Advancing Structural Health Monitoring: Deep Learning-Enhanced Quantitative Analysis of Damage in Composite Laminates Using Surface Strain Field
Shiyu Li, Xuanxin Tian, Qiubo Li, Shigang Ai
doi:10.1016/j.compscitech.2024.110880
推进结构健康监测:基于表面应变场的深度学习增强复合材料层合板损伤定量分析
Composite materials have been widely used as critical components in aerospace applications due to their excellent performance characteristics. The real-time accurate identification and quantification of various types of damage within composite material structures pose a significant challenge.
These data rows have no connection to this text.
// This file is part of the terraform-provider-huaweicloud project
//
// Copyright (C) ANEO, 2024-2024. All rights reserved.
//
// Licensed under the Apache License, Version 2.0 (the "License")
// you may not use this file except in compliance with the License.
// You may obtain a copy of the License at
//
//     http://www.apache.org/licenses/LICENSE-2.0
//
// Unless required by applicable law or agreed to in writing, software
// distributed under the License is distributed on an "AS IS" BASIS,
// WITHOUT WARRANTIES OR CONDITIONS OF ANY KIND, either express or implied.
// See the License for the specific language governing permissions and
// limitations under the License.

use serde_json::Value as Json;

/// Error returned by the REST client
#[derive(Debug, thiserror::Error)]
pub enum ApiError {
    /// The API answered with an error status
    #[error("{method} {url} returned {status}: {}", .message.as_deref().unwrap_or("no error message"))]
    Http {
        status: u16,
        method: String,
        url: String,
        code: Option<String>,
        message: Option<String>,
    },
    #[error("request failed: {0}")]
    Transport(#[from] reqwest::Error),
    #[error("unable to decode response: {0}")]
    Decode(#[from] serde_json::Error),
    #[error("invalid URL: {0}")]
    Url(#[from] url::ParseError),
    #[error("unable to sign request: {0}")]
    Signing(String),
    #[error("{0}")]
    Other(String),
}

impl ApiError {
    pub(crate) fn from_response(status: u16, method: &str, url: &str, body: &[u8]) -> Self {
        let (code, message) = match serde_json::from_slice::<Json>(body) {
            Ok(json) => extract_error(&json),
            Err(_) => (
                None,
                Some(String::from_utf8_lossy(body).trim().to_owned()).filter(|s| !s.is_empty()),
            ),
        };
        Self::Http {
            status,
            method: method.to_owned(),
            url: url.to_owned(),
            code,
            message,
        }
    }

    /// HTTP status of the error, if the API answered
    pub fn status(&self) -> Option<u16> {
        match self {
            ApiError::Http { status, .. } => Some(*status),
            ApiError::Transport(err) => err.status().map(|s| s.as_u16()),
            _ => None,
        }
    }

    /// Vendor error code (`error_code`, `code`, ...)
    pub fn error_code(&self) -> Option<&str> {
        match self {
            ApiError::Http { code, .. } => code.as_deref(),
            _ => None,
        }
    }

    pub fn is_not_found(&self) -> bool {
        self.status() == Some(404)
    }

    pub fn is_conflict(&self) -> bool {
        self.status() == Some(409)
    }

    pub fn has_status(&self, statuses: &[u16]) -> bool {
        self.status().is_some_and(|s| statuses.contains(&s))
    }
}

/// Find the error code and message in the many shapes the vendor uses
fn extract_error(json: &Json) -> (Option<String>, Option<String>) {
    let text = |json: &Json, keys: &[&str]| {
        keys.iter()
            .find_map(|key| json.get(*key))
            .and_then(|v| match v {
                Json::String(s) => Some(s.clone()),
                Json::Number(n) => Some(n.to_string()),
                _ => None,
            })
    };
    let code_keys = ["error_code", "code", "type"];
    let message_keys = ["error_msg", "message", "error_description", "detail"];

    let code = text(json, &code_keys);
    let message = text(json, &message_keys);
    if code.is_some() || message.is_some() {
        return (code, message);
    }

    // Nested errors: {"error": {...}}, {"NeutronError": {...}}, ...
    if let Json::Object(map) = json {
        for nested in map.values().filter(|v| v.is_object()) {
            let code = text(nested, &code_keys);
            let message = text(nested, &message_keys);
            if code.is_some() || message.is_some() {
                return (code, message);
            }
        }
    }
    (None, None)
}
This study introduces an innovative damage detection method based on strain fields, which centrally employs deep learning techniques. Utilizing the Res-Mask R-CNN, this study accurately detects and categorizes various forms of damage within composite laminates, including open holes, subsurface holes, and delamination. Moreover, this method also enables precise localization and quantification of damaged areas. A series of experiments and simulations have validated the accuracy and robustness of the network model. Damage inversion experiments demonstrate that the area error of the damaged regions has been reduced to 7.4%, and the positional error does not exceed 3.31 millimeters. In simulated scenarios, the shape context distance for complex damage contours does not exceed 0.21, indicating that the critical geometric features of the damage have been successfully preserved. This study provides an effective new approach for damage detection and real-time structural health monitoring of composite laminates.
复合材料由于其优异的性能特点,已广泛应用于航空航天领域的关键部件。复合材料结构中各种损伤类型的实时准确识别和量化是一个重大挑战。本文提出了一种基于应变场的损伤检测方法,该方法主要采用深度学习技术。利用rs - mask R-CNN,本研究准确地检测和分类复合材料层压板内的各种形式的损伤,包括开孔、地下孔和分层。此外,该方法还可以精确定位和量化受损区域。一系列的实验和仿真验证了该网络模型的准确性和鲁棒性。损伤反演实验表明,损伤区域的面积误差减小到7.4%,位置误差不超过3.31 mm。在模拟场景中,复杂损伤轮廓的形状上下文距离不超过0.21,表明损伤的关键几何特征被成功保留。该研究为复合材料层合板的损伤检测和结构健康实时监测提供了有效的新方法。